Representative Bather said he wants the Cabinet to look at the issue of notice and what the notice says and that it meets both federal and state law. Legally that is a big issue that needs to be looked at. Secretary Morgan said the Cabinet shares the concerns regarding notice, and she assured the members that relative to the notice provisions, all of the Cabinet attorneys and CMS legal staff are comfortable with the notice.
Representative Bather said he wants to see in writing clarification of federal and state laws regarding direct services, as well as ancillary services and the review process issue.
Senator Roeding asked Ms. Hinkle to work with the regulation review staff because they can give answers and work with the Cabinet on the regulations.
Representative Bather suggested the Cabinet, providers and advocates work together to find solutions to the problems.

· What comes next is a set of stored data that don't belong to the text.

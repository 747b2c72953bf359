//! Legend pairing: match colour swatches to their labels.

pub mod extract;

pub use extract::LegendExtractor;

use crate::meta::BBox;
use serde::Deserialize;

/// Sub-boxes detected inside a legend crop, in crop coordinates
#[derive(Debug, Clone, Default, PartialEq, Deserialize)]
pub struct LegendBoxes {
    #[serde(default, rename = "color_bndbox")]
    pub color: Vec<BBox>,
    #[serde(default, rename = "text_bndbox")]
    pub text: Vec<BBox>,
}

/// Strategy producing one-to-one (colour, text) box pairs
pub trait PairingStrategy: Send + Sync {
    fn name(&self) -> &'static str;

    /// Pair colour boxes with text boxes. `legend_width` is the crop width.
    fn pair(&self, boxes: &LegendBoxes, legend_width: u32) -> Vec<(BBox, BBox)>;
}

/// Distance from the right edge of a swatch to the left edge of a label,
/// both taken at their vertical centres.
fn directed_distance(color: &BBox, text: &BBox) -> f64 {
    let dx = color.x1 as f64 - text.x0 as f64;
    let dy = color.center_y() - text.center_y();
    (dx * dx + dy * dy).sqrt()
}

/// Greedy nearest-label pairing over detected text boxes.
///
/// Colour boxes are visited in detection order. Each claims the closest
/// unclaimed text box, provided it lies within the swatch's own height.
#[derive(Debug, Default, Clone, Copy)]
pub struct NearestTextPairing;

impl PairingStrategy for NearestTextPairing {
    fn name(&self) -> &'static str {
        "nearest_text"
    }

    fn pair(&self, boxes: &LegendBoxes, _legend_width: u32) -> Vec<(BBox, BBox)> {
        let mut pool: Vec<BBox> = boxes.text.clone();
        let mut pairs = Vec::new();

        for color in &boxes.color {
            let mut best: Option<(usize, f64)> = None;
            for (i, text) in pool.iter().enumerate() {
                let d = directed_distance(color, text);
                if best.map_or(true, |(_, min)| d < min) {
                    best = Some((i, d));
                }
            }

            match best {
                Some((i, d)) if d <= color.height() as f64 => {
                    pairs.push((*color, pool.remove(i)));
                }
                _ => log::debug!("Legend swatch {:?} left unpaired", <[i32; 4]>::from(*color)),
            }
        }
        pairs
    }
}

/// Derives label extents from swatch column geometry alone.
///
/// Swatches are grouped into columns; a label spans from the right edge of
/// its swatch column to the left edge of the next column (or the legend edge).
#[derive(Debug, Default, Clone, Copy)]
pub struct ColumnTabulationPairing;

impl ColumnTabulationPairing {
    /// Box centre strictly inside the column's x-range
    fn overlaps(column: (i32, i32), bbox: &BBox) -> bool {
        let x = (bbox.x0 as f64 + bbox.x1 as f64) / 2.0;
        (column.0 as f64) < x && x < column.1 as f64
    }

    fn columns(colors: &[BBox], legend_width: u32) -> Vec<(i32, i32)> {
        let mut visited = vec![false; colors.len()];
        let mut columns = Vec::new();
        loop {
            let mut anchor: Option<(i32, i32)> = None;
            for (i, bbox) in colors.iter().enumerate() {
                if visited[i] {
                    continue;
                }
                match anchor {
                    None => {
                        anchor = Some((bbox.x0, bbox.x1));
                        visited[i] = true;
                    }
                    Some(col) if Self::overlaps(col, bbox) => visited[i] = true,
                    Some(_) => {}
                }
            }
            match anchor {
                Some(col) => columns.push(col),
                None => break,
            }
        }
        columns.sort_by_key(|c| c.0);
        columns.push((legend_width as i32, legend_width as i32));
        columns
    }
}

impl PairingStrategy for ColumnTabulationPairing {
    fn name(&self) -> &'static str {
        "column_tabulation"
    }

    fn pair(&self, boxes: &LegendBoxes, legend_width: u32) -> Vec<(BBox, BBox)> {
        let columns = Self::columns(&boxes.color, legend_width);
        boxes
            .color
            .iter()
            .filter_map(|color| {
                let idx = columns.iter().position(|c| Self::overlaps(*c, color))?;
                let next = columns.get(idx + 1)?;
                let text = BBox::new(columns[idx].1, color.y0, next.0, color.y1);
                (text.x0 < text.x1 && text.y0 < text.y1).then_some((*color, text))
            })
            .collect()
    }
}
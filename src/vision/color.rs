//! Legend colour sampling, naming and area estimation.

use image::RgbImage;

/// Named colours used to describe a sampled legend colour
const PALETTE: [([u8; 3], &str); 25] = [
    ([255, 0, 0], "Red"),
    ([0, 255, 0], "Green"),
    ([0, 0, 255], "Blue"),
    ([255, 255, 0], "Yellow"),
    ([0, 255, 255], "Cyan"),
    ([255, 0, 255], "Magenta"),
    ([255, 255, 255], "White"),
    ([0, 0, 0], "Black"),
    ([128, 128, 128], "Gray"),
    ([128, 0, 0], "Maroon"),
    ([128, 128, 0], "Olive"),
    ([0, 128, 0], "Dark Green"),
    ([128, 0, 128], "Purple"),
    ([0, 128, 128], "Teal"),
    ([0, 0, 128], "Navy"),
    ([255, 192, 203], "Pink"),
    ([255, 165, 0], "Orange"),
    ([0, 255, 127], "Spring Green"),
    ([255, 105, 180], "Hot Pink"),
    ([255, 69, 0], "Red-Orange"),
    ([102, 205, 170], "Medium Aquamarine"),
    ([173, 216, 230], "Light Blue"),
    ([240, 230, 140], "Khaki"),
    ([255, 20, 147], "Deep Pink"),
    ([255, 99, 71], "Tomato"),
];

pub const WHITE: [u8; 3] = [255, 255, 255];

/// Threshold used when there is only one legend colour to compare against.
const SINGLE_COLOR_THRESHOLD: f64 = 10.0;

/// Per-channel median of the pixels that are not near-black.
///
/// Swatch borders and hatching are dark, so pixels whose channels are all
/// below `near_black` are ignored. `None` if nothing is left.
pub fn median_color(image: &RgbImage, near_black: u8) -> Option<[u8; 3]> {
    let mut channels: [Vec<u8>; 3] = [Vec::new(), Vec::new(), Vec::new()];
    for p in image.pixels() {
        if p.0.iter().all(|&c| c < near_black) {
            continue;
        }
        for (i, c) in p.0.iter().enumerate() {
            channels[i].push(*c);
        }
    }
    if channels[0].is_empty() {
        return None;
    }

    let mut out = [0u8; 3];
    for (i, values) in channels.iter_mut().enumerate() {
        values.sort_unstable();
        let n = values.len();
        out[i] = if n % 2 == 1 {
            values[n / 2]
        } else {
            ((values[n / 2 - 1] as u16 + values[n / 2] as u16) / 2) as u8
        };
    }
    Some(out)
}

/// Closest palette name by squared Euclidean distance in RGB
pub fn nearest_color_name(rgb: [u8; 3]) -> &'static str {
    PALETTE
        .iter()
        .min_by_key(|(c, _)| {
            c.iter()
                .zip(rgb.iter())
                .map(|(a, b)| (*a as i32 - *b as i32).pow(2))
                .sum::<i32>()
        })
        .map(|(_, name)| *name)
        .unwrap_or("Unknown")
}

pub fn to_hex(rgb: [u8; 3]) -> String {
    format!("#{:02X}{:02X}{:02X}", rgb[0], rgb[1], rgb[2])
}

fn l1(a: [u8; 3], b: [u8; 3]) -> u32 {
    a.iter()
        .zip(b.iter())
        .map(|(x, y)| (*x as i32 - *y as i32).unsigned_abs())
        .sum()
}

/// Match threshold for each colour: half the L1 distance to its closest
/// *different* legend colour, so neighbouring colours never claim the same pixel.
pub fn color_thresholds(colors: &[[u8; 3]]) -> Vec<f64> {
    colors
        .iter()
        .map(|c| {
            colors
                .iter()
                .filter(|other| *other != c)
                .map(|other| l1(*c, *other))
                .min()
                .map(|d| d as f64 / 2.0)
                .unwrap_or(SINGLE_COLOR_THRESHOLD)
        })
        .collect()
}

/// Nearest-neighbour downsample taking the top-left pixel of each block.
fn downsample_nearest(image: &RgbImage, width: u32, height: u32, factor: u32) -> RgbImage {
    let max_x = image.width().saturating_sub(1);
    let max_y = image.height().saturating_sub(1);
    RgbImage::from_fn(width, height, |x, y| {
        *image.get_pixel((x * factor).min(max_x), (y * factor).min(max_y))
    })
}

/// Fraction of the main map covered by each legend colour.
///
/// The map is downsampled by `downsample` (nearest neighbour) first. White
/// entries are background and get 0. Fractions are rounded to 6 decimals.
pub fn area_fractions(main_map: &RgbImage, colors: &[[u8; 3]], downsample: u32) -> Vec<f64> {
    let downsample = downsample.max(1);
    let width = (main_map.width() / downsample).max(1);
    let height = (main_map.height() / downsample).max(1);
    let small = downsample_nearest(main_map, width, height, downsample);
    let total = (width as f64) * (height as f64);

    let thresholds = color_thresholds(colors);
    colors
        .iter()
        .zip(thresholds)
        .map(|(color, threshold)| {
            if *color == WHITE {
                return 0.0;
            }
            let hits = small
                .pixels()
                .filter(|p| l1(p.0, *color) as f64 <= threshold)
                .count();
            (hits as f64 / total * 1e6).round() / 1e6
        })
        .collect()
}
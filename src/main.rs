use anyhow::{Context, Result};
use clap::{Parser, Subcommand};
use geomap_agent::prompt::{compose_question, parse_choice};
use geomap_agent::{Config, Copilot, CopilotModes, QuestionType};
use std::path::PathBuf;

#[derive(Parser, Debug)]
#[command(name = "geomap")]
#[command(version, about = "Digitize geologic maps and answer questions about them")]
struct Cli {
    #[command(subcommand)]
    command: Command,
}

#[derive(Subcommand, Debug)]
enum Command {
    /// Load and validate the configuration
    Check,
    /// Digitize a map image and print its meta document
    Digitize {
        image: PathBuf,
    },
    /// Answer a question about a map image
    Ask {
        image: PathBuf,
        #[arg(short, long)]
        question: String,
        /// Question type, e.g. reasoning-fault_existence
        #[arg(short = 't', long = "type")]
        question_type: String,
        /// Comma-separated stages: HIE, DKI, PEQA
        #[arg(short, long, default_value = "HIE,DKI,PEQA")]
        modes: String,
        /// Multiple-choice option as KEY=text, repeatable
        #[arg(short, long = "choice", value_parser = parse_choice)]
        choices: Vec<(String, String)>,
    },
}

#[tokio::main]
async fn main() -> Result<()> {
    let cli = Cli::parse();
    let config = Config::load();

    // RUST_LOG wins over the configured level
    let level = config
        .as_ref()
        .map(|c| c.geomap.log_level.clone())
        .unwrap_or_else(|_| "info".to_string());
    env_logger::Builder::from_env(env_logger::Env::default().filter_or("RUST_LOG", level)).init();

    let config = config?;
    log::info!("Configuration loaded successfully");

    match cli.command {
        Command::Check => {
            println!("Configuration OK");
            println!("Dataset source: {}", config.geomap.dataset_source);
            println!("Model: {}", config.model_identity());
            println!("Cache root: {}", config.cache_root().display());
        }
        Command::Digitize { image } => {
            let copilot = Copilot::build(&config)?;
            let meta = copilot
                .digitize(&image)
                .await
                .with_context(|| format!("Failed to digitize {}", image.display()))?;
            println!("{}", serde_json::to_string_pretty(&meta)?);
        }
        Command::Ask {
            image,
            question,
            question_type,
            modes,
            choices,
        } => {
            let question_type: QuestionType = question_type.parse()?;
            let modes: CopilotModes = modes.parse()?;
            let question = compose_question(&question, &choices);
            let copilot = Copilot::build(&config)?;
            log::info!("Asking {} question with modes {}", question_type, modes);
            let answer = copilot
                .ask(&image, &question, question_type, modes)
                .await
                .with_context(|| format!("Failed to answer question on {}", image.display()))?;
            println!("Question: {}\nAnswer: {}", question, answer);
        }
    }

    Ok(())
}
//! Compass-direction overlay for index maps.
//!
//! Labels are drawn with a built-in 5x7 bitmap font covering only the
//! letters `N`, `S`, `E` and `W`; other characters are skipped.

use image::{imageops, Rgb, RgbImage};

const GLYPH_W: u32 = 5;
const GLYPH_H: u32 = 7;
const GAP: u32 = 1;

const LABEL_COLOR: Rgb<u8> = Rgb([220, 0, 0]);

/// 5x7 bitmap rows (most significant bit leftmost) for `N`, `S`, `E`, `W`.
fn glyph(c: char) -> Option<[u8; 7]> {
    let rows = match c {
        'N' => [0b10001, 0b11001, 0b10101, 0b10011, 0b10001, 0b10001, 0b10001],
        'S' => [0b01111, 0b10000, 0b10000, 0b01110, 0b00001, 0b00001, 0b11110],
        'E' => [0b11111, 0b10000, 0b10000, 0b11110, 0b10000, 0b10000, 0b11111],
        'W' => [0b10001, 0b10001, 0b10001, 0b10101, 0b10101, 0b10101, 0b01010],
        _ => return None,
    };
    Some(rows)
}

fn text_width(text: &str, scale: u32) -> u32 {
    let n = text.chars().count() as u32;
    if n == 0 {
        return 0;
    }
    (n * GLYPH_W + (n - 1) * GAP) * scale
}

/// Draw `text` centred on `(cx, cy)`. Pixels outside the canvas are skipped.
fn draw_label(canvas: &mut RgbImage, text: &str, cx: u32, cy: u32, scale: u32) {
    let w = text_width(text, scale);
    let h = GLYPH_H * scale;
    let left = cx.saturating_sub(w / 2);
    let top = cy.saturating_sub(h / 2);

    for (i, c) in text.chars().enumerate() {
        let Some(rows) = glyph(c) else { continue };
        let gx = left + i as u32 * (GLYPH_W + GAP) * scale;
        for (row, bits) in rows.iter().enumerate() {
            for col in 0..GLYPH_W {
                if bits & (1 << (GLYPH_W - 1 - col)) == 0 {
                    continue;
                }
                for dy in 0..scale {
                    for dx in 0..scale {
                        let x = gx + col * scale + dx;
                        let y = top + row as u32 * scale + dy;
                        if x < canvas.width() && y < canvas.height() {
                            canvas.put_pixel(x, y, LABEL_COLOR);
                        }
                    }
                }
            }
        }
    }
}

/// Pad the index map with a white margin and write the eight compass
/// directions around it, so the model can tell which neighbour sheet is where.
pub fn annotate_directions(image: &RgbImage, margin: u32) -> RgbImage {
    let (w, h) = image.dimensions();
    let m = margin;
    let mut canvas = RgbImage::from_pixel(w + 2 * m, h + 2 * m, Rgb([255, 255, 255]));
    imageops::replace(&mut canvas, image, m as i64, m as i64);

    if m == 0 {
        return canvas;
    }

    let scale = ((m * 6 / 10) / GLYPH_H).max(1);
    let (left, centre_x, right) = (m / 2, m + w / 2, m + w + m / 2);
    let (top, centre_y, bottom) = (m / 2, m + h / 2, m + h + m / 2);

    let labels = [
        ("NW", left, top),
        ("N", centre_x, top),
        ("NE", right, top),
        ("W", left, centre_y),
        ("E", right, centre_y),
        ("SW", left, bottom),
        ("S", centre_x, bottom),
        ("SE", right, bottom),
    ];
    for (text, x, y) in labels {
        draw_label(&mut canvas, text, x, y, scale);
    }
    canvas
}
use lru::LruCache;
use std::num::NonZeroUsize;
use std::sync::Mutex;

/// Thread-safe LRU cache of encoded image data URLs
///
/// Crops of one map are attached to many questions; keeping their base64
/// encoding around avoids re-reading and re-encoding them per question.
pub struct DataUrlCache {
    cache: Mutex<LruCache<String, String>>,
}

impl DataUrlCache {
    /// Create a new cache holding at most `capacity` data URLs (minimum 1)
    pub fn new(capacity: usize) -> Self {
        let cap = NonZeroUsize::new(capacity.max(1)).unwrap_or(NonZeroUsize::MIN);

        Self {
            cache: Mutex::new(LruCache::new(cap)),
        }
    }

    /// Get the data URL cached for a key
    pub fn get(&self, key: &str) -> Option<String> {
        self.cache.lock().ok()?.get(key).cloned()
    }

    /// Store a data URL
    pub fn put(&self, key: String, data_url: String) {
        if let Ok(mut cache) = self.cache.lock() {
            cache.put(key, data_url);
        }
    }

    pub fn len(&self) -> usize {
        self.cache.lock().map(|c| c.len()).unwrap_or(0)
    }

    pub fn is_empty(&self) -> bool {
        self.len() == 0
    }

    pub fn clear(&self) {
        if let Ok(mut cache) = self.cache.lock() {
            cache.clear();
        }
    }
}

#[cfg(test)]
mod tests {
    use super::*;

    #[test]
    fn test_cache_put_and_get() {
        let cache = DataUrlCache::new(10);
        cache.put("det/E1/title_0.png".to_string(), "data:image/png;base64,AAAA".to_string());

        assert_eq!(
            cache.get("det/E1/title_0.png").as_deref(),
            Some("data:image/png;base64,AAAA")
        );
        assert!(cache.get("det/E1/scale_0.png").is_none());
    }

    #[test]
    fn test_cache_eviction() {
        let cache = DataUrlCache::new(2);

        cache.put("a".to_string(), "1".to_string());
        cache.put("b".to_string(), "2".to_string());
        let _ = cache.get("a");
        cache.put("c".to_string(), "3".to_string());

        assert!(cache.get("a").is_some()); // recently used
        assert!(cache.get("b").is_none()); // evicted
        assert!(cache.get("c").is_some());
    }

    #[test]
    fn test_cache_zero_capacity_holds_one() {
        let cache = DataUrlCache::new(0);
        cache.put("a".to_string(), "1".to_string());
        cache.put("b".to_string(), "2".to_string());
        assert_eq!(cache.len(), 1);
        cache.clear();
        assert!(cache.is_empty());
    }
}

Senator Roeding made a motion for a resolution that would ask the Governor to cut personal service contracts another $50 million to $100 million and put that money into Medicaid. That is a solution that could be followed. Representative Bather asked Senator Roeding to give the committee 30 days to come together and look at a plan. He requested that the administration and the legislature could come up with recommendations. Representative Bather suggested not coming up with a solution today. Representative Bruce pointed out that the quorum had been lost, therefore, we could not vote on Senator Roeding’s motion.
The meeting was adjourned at 1:20 p.m.